/// Password hashing using Argon2id
///
/// Stored hashes are PHC strings (`$argon2id$v=19$m=...,t=...,p=...$salt$hash`),
/// so the parameters travel with each hash and can be raised later without
/// invalidating existing accounts.
///
/// # Parameters
///
/// - Memory: 64 MB (65536 KB)
/// - Iterations: 3
/// - Parallelism: 4 lanes
/// - Output: 32 bytes, 16-byte random salt
///
/// Hashing is CPU- and memory-heavy. Request handlers should use the async
/// wrappers [`hash_password_async`] and [`verify_password_async`], which run
/// the work on tokio's blocking pool.
///
/// # Example
///
/// ```
/// use tunestack_shared::auth::password::{hash_password, verify_password};
///
/// # fn example() -> Result<(), Box<dyn std::error::Error>> {
/// let hash = hash_password("secret123")?;
///
/// assert!(verify_password("secret123", &hash)?);
/// assert!(!verify_password("wrong", &hash)?);
/// # Ok(())
/// # }
/// ```

use argon2::{
    password_hash::{rand_core::OsRng, PasswordHash, PasswordHasher, PasswordVerifier, SaltString},
    Argon2, ParamsBuilder, Version,
};
use tokio::sync::OnceCell;

/// Error type for password hashing operations
#[derive(Debug, thiserror::Error)]
pub enum PasswordError {
    /// Failed to hash password
    #[error("Failed to hash password: {0}")]
    HashError(String),

    /// Failed to verify password
    #[error("Failed to verify password: {0}")]
    VerifyError(String),

    /// Invalid password hash format
    #[error("Invalid password hash format: {0}")]
    InvalidHash(String),

    /// The blocking task running the hash was cancelled or panicked
    #[error("Password task failed: {0}")]
    TaskFailed(String),
}

/// Hashes a password using Argon2id
///
/// # Errors
///
/// Returns `PasswordError::HashError` if the parameters are rejected or
/// hashing fails.
pub fn hash_password(password: &str) -> Result<String, PasswordError> {
    let salt = SaltString::generate(&mut OsRng);

    let params = ParamsBuilder::new()
        .m_cost(65536)
        .t_cost(3)
        .p_cost(4)
        .output_len(32)
        .build()
        .map_err(|e| PasswordError::HashError(format!("Invalid parameters: {}", e)))?;

    let argon2 = Argon2::new(argon2::Algorithm::Argon2id, Version::V0x13, params);

    let password_hash = argon2
        .hash_password(password.as_bytes(), &salt)
        .map_err(|e| PasswordError::HashError(format!("Hash generation failed: {}", e)))?;

    Ok(password_hash.to_string())
}

/// Verifies a password against a stored PHC hash
///
/// Returns `Ok(false)` for a wrong password; errors are reserved for hashes
/// that cannot be parsed or verified at all.
pub fn verify_password(password: &str, hash: &str) -> Result<bool, PasswordError> {
    let parsed_hash = PasswordHash::new(hash)
        .map_err(|e| PasswordError::InvalidHash(format!("Failed to parse hash: {}", e)))?;

    // Parameters are read back from the hash itself
    let argon2 = Argon2::default();

    match argon2.verify_password(password.as_bytes(), &parsed_hash) {
        Ok(_) => Ok(true),
        Err(argon2::password_hash::Error::Password) => Ok(false),
        Err(e) => Err(PasswordError::VerifyError(format!("Verification failed: {}", e))),
    }
}

/// [`hash_password`] on the blocking thread pool
pub async fn hash_password_async(password: String) -> Result<String, PasswordError> {
    tokio::task::spawn_blocking(move || hash_password(&password))
        .await
        .map_err(|e| PasswordError::TaskFailed(e.to_string()))?
}

/// [`verify_password`] on the blocking thread pool
pub async fn verify_password_async(password: String, hash: String) -> Result<bool, PasswordError> {
    tokio::task::spawn_blocking(move || verify_password(&password, &hash))
        .await
        .map_err(|e| PasswordError::TaskFailed(e.to_string()))?
}

static DUMMY_HASH: OnceCell<String> = OnceCell::const_new();

/// Runs one full verification against a throwaway hash
///
/// Login calls this for unknown usernames so they cost as much as a wrong
/// password. The hash is generated on first use and kept for the process.
pub async fn verify_dummy_async(password: String) -> Result<(), PasswordError> {
    let hash = DUMMY_HASH
        .get_or_try_init(|| hash_password_async("tunestack-dummy-password".to_string()))
        .await?
        .clone();

    verify_password_async(password, hash).await.map(|_| ())
}
/// Configuration for the Music Service
///
/// Reads `MUSIC_SERVICE_*` variables on top of the shared settings.

use tunestack_shared::config::{ServiceConfig, ServiceDefaults};

/// Defaults: port 8002, `music.db` in the working directory
pub const DEFAULTS: ServiceDefaults = ServiceDefaults {
    env_prefix: "MUSIC_SERVICE",
    port: 8002,
    database_url: "sqlite://music.db",
};

pub fn from_env() -> anyhow::Result<ServiceConfig> {
    ServiceConfig::from_env(&DEFAULTS)
}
+===+
■ Work to be completed
Line by line, retype the entire listing exactly.

■ Solution to this task
/// Password hashing using Argon2id
///
/// Stored hashes are PHC strings (`$argon2id$v=19$m=...,t=...,p=...$salt$hash`),
/// so the parameters travel with each hash and can be raised later without
/// invalidating existing accounts.
///
/// # Parameters
///
/// - Memory: 64 MB (65536 KB)
/// - Iterations: 3
/// - Parallelism: 4 lanes
/// - Output: 32 bytes, 16-byte random salt
///
/// Hashing is CPU- and memory-heavy. Request handlers should use the async
/// wrappers [`hash_password_async`] and [`verify_password_async`], which run
/// the work on tokio's blocking pool.
///
/// # Example
///
/// ```
/// use tunestack_shared::auth::password::{hash_password, verify_password};
///
/// # fn example() -> Result<(), Box<dyn std::error::Error>> {
/// let hash = hash_password("secret123")?;
///
/// assert!(verify_password("secret123", &hash)?);
/// assert!(!verify_password("wrong", &hash)?);
/// # Ok(())
/// # }
/// ```

use argon2::{
    password_hash::{rand_core::OsRng, PasswordHash, PasswordHasher, PasswordVerifier, SaltString},
    Argon2, ParamsBuilder, Version,
};
use tokio::sync::OnceCell;

/// Error type for password hashing operations
#[derive(Debug, thiserror::Error)]
pub enum PasswordError {
    /// Failed to hash password
    #[error("Failed to hash password: {0}")]
    HashError(String),

    /// Failed to verify password
    #[error("Failed to verify password: {0}")]
    VerifyError(String),

    /// Invalid password hash format
    #[error("Invalid password hash format: {0}")]
    InvalidHash(String),

    /// The blocking task running the hash was cancelled or panicked
    #[error("Password task failed: {0}")]
    TaskFailed(String),
}

/// Hashes a password using Argon2id
///
/// # Errors
///
/// Returns `PasswordError::HashError` if the parameters are rejected or
/// hashing fails.
pub fn hash_password(password: &str) -> Result<String, PasswordError> {
    let salt = SaltString::generate(&mut OsRng);

    let params = ParamsBuilder::new()
        .m_cost(65536)
        .t_cost(3)
        .p_cost(4)
        .output_len(32)
        .build()
        .map_err(|e| PasswordError::HashError(format!("Invalid parameters: {}", e)))?;

    let argon2 = Argon2::new(argon2::Algorithm::Argon2id, Version::V0x13, params);

    let password_hash = argon2
        .hash_password(password.as_bytes(), &salt)
        .map_err(|e| PasswordError::HashError(format!("Hash generation failed: {}", e)))?;

    Ok(password_hash.to_string())
}

/// Verifies a password against a stored PHC hash
///
/// Returns `Ok(false)` for a wrong password; errors are reserved for hashes
/// that cannot be parsed or verified at all.
pub fn verify_password(password: &str, hash: &str) -> Result<bool, PasswordError> {
    let parsed_hash = PasswordHash::new(hash)
        .map_err(|e| PasswordError::InvalidHash(format!("Failed to parse hash: {}", e)))?;

    // Parameters are read back from the hash itself
    let argon2 = Argon2::default();

    match argon2.verify_password(password.as_bytes(), &parsed_hash) {
        Ok(_) => Ok(true),
        Err(argon2::password_hash::Error::Password) => Ok(false),
        Err(e) => Err(PasswordError::VerifyError(format!("Verification failed: {}", e))),
    }
}

/// [`hash_password`] on the blocking thread pool
pub async fn hash_password_async(password: String) -> Result<String, PasswordError> {
    tokio::task::spawn_blocking(move || hash_password(&password))
        .await
        .map_err(|e| PasswordError::TaskFailed(e.to_string()))?
}

/// [`verify_password`] on the blocking thread pool
pub async fn verify_password_async(password: String, hash: String) -> Result<bool, PasswordError> {
    tokio::task::spawn_blocking(move || verify_password(&password, &hash))
        .await
        .map_err(|e| PasswordError::TaskFailed(e.to_string()))?
}

static DUMMY_HASH: OnceCell<String> = OnceCell::const_new();

/// Runs one full verification against a throwaway hash
///
/// Login calls this for unknown usernames so they cost as much as a wrong
/// password. The hash is generated on first use and kept for the process.
pub async fn verify_dummy_async(password: String) -> Result<(), PasswordError> {
    let hash = DUMMY_HASH
        .get_or_try_init(|| hash_password_async("tunestack-dummy-password".to_string()))
        .await?
        .clone();

    verify_password_async(password, hash).await.map(|_| ())
}
/// Configuration for the Music Service
///
/// Reads `MUSIC_SERVICE_*` variables on top of the shared settings.

use tunestack_shared::config::{ServiceConfig, ServiceDefaults};

/// Defaults: port 8002, `music.db` in the working directory
pub const DEFAULTS: ServiceDefaults = ServiceDefaults {
    env_prefix: "MUSIC_SERVICE",
    port: 8002,
    database_url: "sqlite://music.db",
};

pub fn from_env() -> anyhow::Result<ServiceConfig> {
    ServiceConfig::from_env(&DEFAULTS)
}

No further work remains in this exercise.